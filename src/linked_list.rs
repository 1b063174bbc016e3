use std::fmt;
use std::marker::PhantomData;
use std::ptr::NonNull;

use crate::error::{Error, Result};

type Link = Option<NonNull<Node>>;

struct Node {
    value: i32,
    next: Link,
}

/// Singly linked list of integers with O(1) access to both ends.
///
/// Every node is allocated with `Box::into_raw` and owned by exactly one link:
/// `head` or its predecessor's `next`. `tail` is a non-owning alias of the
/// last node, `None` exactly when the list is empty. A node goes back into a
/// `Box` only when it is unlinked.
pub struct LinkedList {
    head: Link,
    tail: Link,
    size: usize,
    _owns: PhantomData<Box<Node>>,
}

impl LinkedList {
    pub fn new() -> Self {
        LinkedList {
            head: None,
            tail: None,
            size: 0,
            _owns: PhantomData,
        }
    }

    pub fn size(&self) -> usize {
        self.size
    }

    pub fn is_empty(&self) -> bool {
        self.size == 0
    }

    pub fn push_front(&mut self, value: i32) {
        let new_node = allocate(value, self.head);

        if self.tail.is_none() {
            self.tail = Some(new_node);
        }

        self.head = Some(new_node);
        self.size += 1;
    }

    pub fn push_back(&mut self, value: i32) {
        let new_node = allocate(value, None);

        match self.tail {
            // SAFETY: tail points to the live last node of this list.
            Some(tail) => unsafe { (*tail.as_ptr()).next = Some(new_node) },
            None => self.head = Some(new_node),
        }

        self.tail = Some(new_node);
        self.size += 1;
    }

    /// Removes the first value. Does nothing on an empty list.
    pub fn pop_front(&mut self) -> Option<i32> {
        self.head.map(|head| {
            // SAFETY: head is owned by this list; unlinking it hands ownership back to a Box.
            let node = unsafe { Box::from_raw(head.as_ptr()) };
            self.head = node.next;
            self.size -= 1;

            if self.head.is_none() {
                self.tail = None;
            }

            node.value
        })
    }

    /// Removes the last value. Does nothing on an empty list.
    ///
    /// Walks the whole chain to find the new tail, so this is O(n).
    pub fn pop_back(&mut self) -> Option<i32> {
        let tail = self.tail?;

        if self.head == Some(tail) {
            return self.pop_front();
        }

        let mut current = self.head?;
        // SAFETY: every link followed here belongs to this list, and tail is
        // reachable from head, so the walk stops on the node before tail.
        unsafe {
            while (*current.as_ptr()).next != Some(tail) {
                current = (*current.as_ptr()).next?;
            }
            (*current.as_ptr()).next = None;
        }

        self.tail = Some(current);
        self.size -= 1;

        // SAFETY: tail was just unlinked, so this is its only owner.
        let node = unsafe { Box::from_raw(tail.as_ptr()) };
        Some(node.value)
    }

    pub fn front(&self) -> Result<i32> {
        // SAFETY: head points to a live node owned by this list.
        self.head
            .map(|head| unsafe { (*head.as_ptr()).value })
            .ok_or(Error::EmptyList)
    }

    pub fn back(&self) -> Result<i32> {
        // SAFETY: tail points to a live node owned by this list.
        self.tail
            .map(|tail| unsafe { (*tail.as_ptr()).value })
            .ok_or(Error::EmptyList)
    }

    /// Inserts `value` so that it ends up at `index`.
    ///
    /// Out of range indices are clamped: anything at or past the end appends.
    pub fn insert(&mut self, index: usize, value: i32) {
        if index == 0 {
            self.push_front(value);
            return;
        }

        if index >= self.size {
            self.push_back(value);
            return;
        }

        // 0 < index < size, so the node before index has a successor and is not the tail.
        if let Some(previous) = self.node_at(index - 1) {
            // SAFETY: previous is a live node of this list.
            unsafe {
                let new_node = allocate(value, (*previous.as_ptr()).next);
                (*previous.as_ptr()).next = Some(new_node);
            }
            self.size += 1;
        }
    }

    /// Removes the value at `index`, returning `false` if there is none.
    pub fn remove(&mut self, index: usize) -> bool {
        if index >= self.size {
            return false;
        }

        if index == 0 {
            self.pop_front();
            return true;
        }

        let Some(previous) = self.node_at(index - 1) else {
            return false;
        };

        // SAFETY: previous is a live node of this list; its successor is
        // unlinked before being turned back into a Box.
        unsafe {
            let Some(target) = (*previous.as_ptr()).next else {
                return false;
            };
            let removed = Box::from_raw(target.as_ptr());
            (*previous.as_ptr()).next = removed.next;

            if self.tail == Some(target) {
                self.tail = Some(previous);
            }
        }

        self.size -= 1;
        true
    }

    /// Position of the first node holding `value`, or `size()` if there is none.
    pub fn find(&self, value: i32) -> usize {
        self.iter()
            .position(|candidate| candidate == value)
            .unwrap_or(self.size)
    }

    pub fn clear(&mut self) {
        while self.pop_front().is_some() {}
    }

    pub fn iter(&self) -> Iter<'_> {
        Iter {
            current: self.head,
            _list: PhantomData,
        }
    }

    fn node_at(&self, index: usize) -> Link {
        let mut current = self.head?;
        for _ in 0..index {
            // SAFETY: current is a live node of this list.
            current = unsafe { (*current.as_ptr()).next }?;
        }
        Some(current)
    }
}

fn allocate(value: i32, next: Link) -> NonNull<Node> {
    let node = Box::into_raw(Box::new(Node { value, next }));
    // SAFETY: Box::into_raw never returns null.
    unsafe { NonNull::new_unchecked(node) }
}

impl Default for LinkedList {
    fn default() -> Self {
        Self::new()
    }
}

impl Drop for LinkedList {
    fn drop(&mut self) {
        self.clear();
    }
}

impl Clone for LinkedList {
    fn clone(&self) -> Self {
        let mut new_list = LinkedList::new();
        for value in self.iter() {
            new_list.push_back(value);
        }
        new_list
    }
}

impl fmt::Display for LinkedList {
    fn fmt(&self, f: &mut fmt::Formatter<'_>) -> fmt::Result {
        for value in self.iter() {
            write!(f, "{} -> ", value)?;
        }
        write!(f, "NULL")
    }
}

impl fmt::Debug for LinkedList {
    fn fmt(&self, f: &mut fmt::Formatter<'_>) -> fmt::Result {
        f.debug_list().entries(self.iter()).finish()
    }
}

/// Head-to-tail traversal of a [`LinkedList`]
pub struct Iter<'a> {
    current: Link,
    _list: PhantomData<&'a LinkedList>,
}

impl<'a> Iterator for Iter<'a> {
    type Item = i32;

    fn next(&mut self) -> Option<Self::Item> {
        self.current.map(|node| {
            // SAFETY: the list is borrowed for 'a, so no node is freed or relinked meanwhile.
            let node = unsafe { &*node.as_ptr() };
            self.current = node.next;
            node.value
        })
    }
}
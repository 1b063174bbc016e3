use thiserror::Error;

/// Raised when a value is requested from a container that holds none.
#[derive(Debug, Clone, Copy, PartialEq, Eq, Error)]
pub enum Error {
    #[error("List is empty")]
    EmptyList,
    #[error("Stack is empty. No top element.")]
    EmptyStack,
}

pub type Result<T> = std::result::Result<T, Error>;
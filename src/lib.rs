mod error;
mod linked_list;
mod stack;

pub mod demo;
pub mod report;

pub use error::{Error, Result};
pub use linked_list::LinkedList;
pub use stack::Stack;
---
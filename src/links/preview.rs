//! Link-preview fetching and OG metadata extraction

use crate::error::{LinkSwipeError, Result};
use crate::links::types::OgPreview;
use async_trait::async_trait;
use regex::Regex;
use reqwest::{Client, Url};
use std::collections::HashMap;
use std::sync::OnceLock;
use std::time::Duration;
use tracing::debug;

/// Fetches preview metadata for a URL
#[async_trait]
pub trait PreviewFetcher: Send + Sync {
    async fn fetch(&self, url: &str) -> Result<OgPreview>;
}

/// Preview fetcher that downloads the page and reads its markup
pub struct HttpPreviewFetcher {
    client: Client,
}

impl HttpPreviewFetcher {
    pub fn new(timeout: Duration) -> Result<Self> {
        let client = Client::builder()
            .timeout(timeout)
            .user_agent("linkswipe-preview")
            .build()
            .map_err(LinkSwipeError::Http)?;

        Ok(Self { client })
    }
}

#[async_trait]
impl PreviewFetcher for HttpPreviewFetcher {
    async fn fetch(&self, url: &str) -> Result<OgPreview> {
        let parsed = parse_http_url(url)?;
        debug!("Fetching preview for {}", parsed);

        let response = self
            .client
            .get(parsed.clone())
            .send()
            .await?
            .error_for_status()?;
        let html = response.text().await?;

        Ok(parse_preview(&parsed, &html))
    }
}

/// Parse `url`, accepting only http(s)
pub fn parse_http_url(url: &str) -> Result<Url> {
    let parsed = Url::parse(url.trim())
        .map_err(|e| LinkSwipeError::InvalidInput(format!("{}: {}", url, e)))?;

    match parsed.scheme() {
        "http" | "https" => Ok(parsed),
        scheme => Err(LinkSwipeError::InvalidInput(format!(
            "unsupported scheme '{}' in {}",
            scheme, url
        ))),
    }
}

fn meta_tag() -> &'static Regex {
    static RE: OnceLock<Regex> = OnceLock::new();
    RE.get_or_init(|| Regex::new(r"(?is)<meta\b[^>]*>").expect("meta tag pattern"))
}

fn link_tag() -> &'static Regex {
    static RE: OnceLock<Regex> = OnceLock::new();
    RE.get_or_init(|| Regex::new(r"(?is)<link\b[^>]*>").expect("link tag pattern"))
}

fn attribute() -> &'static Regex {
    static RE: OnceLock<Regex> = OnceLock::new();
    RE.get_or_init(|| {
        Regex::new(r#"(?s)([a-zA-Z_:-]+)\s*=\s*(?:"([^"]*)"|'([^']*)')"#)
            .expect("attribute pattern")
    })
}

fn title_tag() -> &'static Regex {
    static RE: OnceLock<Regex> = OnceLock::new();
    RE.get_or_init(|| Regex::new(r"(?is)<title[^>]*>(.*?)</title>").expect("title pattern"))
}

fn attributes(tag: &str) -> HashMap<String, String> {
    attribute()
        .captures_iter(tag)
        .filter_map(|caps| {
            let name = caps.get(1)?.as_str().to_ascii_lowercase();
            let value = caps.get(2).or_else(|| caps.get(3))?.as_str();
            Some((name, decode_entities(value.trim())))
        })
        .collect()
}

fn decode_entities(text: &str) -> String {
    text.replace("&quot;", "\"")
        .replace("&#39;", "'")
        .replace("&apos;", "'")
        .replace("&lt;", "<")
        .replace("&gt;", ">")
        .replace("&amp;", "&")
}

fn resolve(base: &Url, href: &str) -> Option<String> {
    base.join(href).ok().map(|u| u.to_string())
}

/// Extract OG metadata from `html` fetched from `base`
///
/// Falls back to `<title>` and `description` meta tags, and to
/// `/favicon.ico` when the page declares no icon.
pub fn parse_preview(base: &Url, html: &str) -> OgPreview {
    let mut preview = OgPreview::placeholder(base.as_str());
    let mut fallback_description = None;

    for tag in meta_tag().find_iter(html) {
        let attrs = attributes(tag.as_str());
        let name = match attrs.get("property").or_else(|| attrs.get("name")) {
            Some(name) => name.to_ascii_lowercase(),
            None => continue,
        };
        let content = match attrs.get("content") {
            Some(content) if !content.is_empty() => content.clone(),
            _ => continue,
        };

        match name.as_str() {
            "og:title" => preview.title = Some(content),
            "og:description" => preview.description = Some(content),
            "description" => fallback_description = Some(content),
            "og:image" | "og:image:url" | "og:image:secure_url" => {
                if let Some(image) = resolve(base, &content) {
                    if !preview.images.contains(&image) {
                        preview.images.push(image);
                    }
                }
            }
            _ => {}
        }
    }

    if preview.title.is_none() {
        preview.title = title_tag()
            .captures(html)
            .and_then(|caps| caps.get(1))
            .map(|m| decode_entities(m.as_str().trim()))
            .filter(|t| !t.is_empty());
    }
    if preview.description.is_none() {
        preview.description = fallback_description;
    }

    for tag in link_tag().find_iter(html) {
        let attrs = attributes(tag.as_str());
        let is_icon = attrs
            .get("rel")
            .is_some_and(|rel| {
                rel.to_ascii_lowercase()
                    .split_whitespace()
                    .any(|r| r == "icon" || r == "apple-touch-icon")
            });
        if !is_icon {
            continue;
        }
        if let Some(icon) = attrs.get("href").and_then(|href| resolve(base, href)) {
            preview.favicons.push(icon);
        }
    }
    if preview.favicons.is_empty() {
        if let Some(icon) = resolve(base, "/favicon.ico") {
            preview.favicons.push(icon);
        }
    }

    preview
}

» **What the task requires**:
The answer is one number: how many lines of the material above contain "usize".

» **Solution**:
6